» **Work required**
The lines to be copied are those below that contain "ErrorData".

(Data items)
+ + + + +

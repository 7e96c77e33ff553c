use axum::{
    extract::rejection::{JsonRejection, QueryRejection},
    http::StatusCode,
    response::{IntoResponse, Response},
};
use serde::Serialize;
use thiserror::Error;

use crate::store::StoreError;

#[derive(Debug, Error)]
pub enum AppError {
    #[error("Bad Request {0}")]
    BadRequest(String),

    #[error(transparent)]
    Store(#[from] StoreError),
}

#[derive(Serialize)]
struct ErrorData {
    error: String,
}

impl AppError {
    fn status(&self) -> StatusCode {
        match self {
            AppError::BadRequest(_) => StatusCode::BAD_REQUEST,
            AppError::Store(StoreError::NotFound { .. }) => StatusCode::NOT_FOUND,
            AppError::Store(StoreError::Validation(_)) => StatusCode::BAD_REQUEST,
            AppError::Store(_) => StatusCode::INTERNAL_SERVER_ERROR,
        }
    }
}

impl IntoResponse for AppError {
    fn into_response(self) -> Response {
        let status = self.status();
        let message = if status.is_server_error() {
            tracing::error!(error = ?self, "request failed");
            "Internal Server Error".to_string()
        } else {
            self.to_string()
        };

        (status, axum::Json(ErrorData { error: message })).into_response()
    }
}

impl From<JsonRejection> for AppError {
    fn from(rejection: JsonRejection) -> Self {
        AppError::BadRequest(rejection.body_text())
    }
}

impl From<QueryRejection> for AppError {
    fn from(rejection: QueryRejection) -> Self {
        AppError::BadRequest(rejection.body_text())
    }
}

pub type AppResult<T> = Result<T, AppError>;
//! File-backed document collections.
//!
//! Each collection is one JSON array on disk. Every operation reloads the whole
//! array, works on it in memory and, for mutations, rewrites the whole file.

pub mod carts;
pub mod document_file;
pub mod error;
pub mod ids;
pub mod products;

pub use carts::CartStore;
pub use document_file::DocumentFile;
pub use error::{StoreError, StoreResult};
pub use ids::{IdGenerator, IdStrategy};
pub use products::ProductStore;

/// Whether product writes must carry every field.
#[derive(Debug, Clone, Copy, PartialEq, Eq, Default)]
pub enum ValidationMode {
    #[default]
    Permissive,
    Strict,
}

+ + + + +

» **Answer box**
struct ErrorData {
        (status, axum::Json(ErrorData { error: message })).into_response()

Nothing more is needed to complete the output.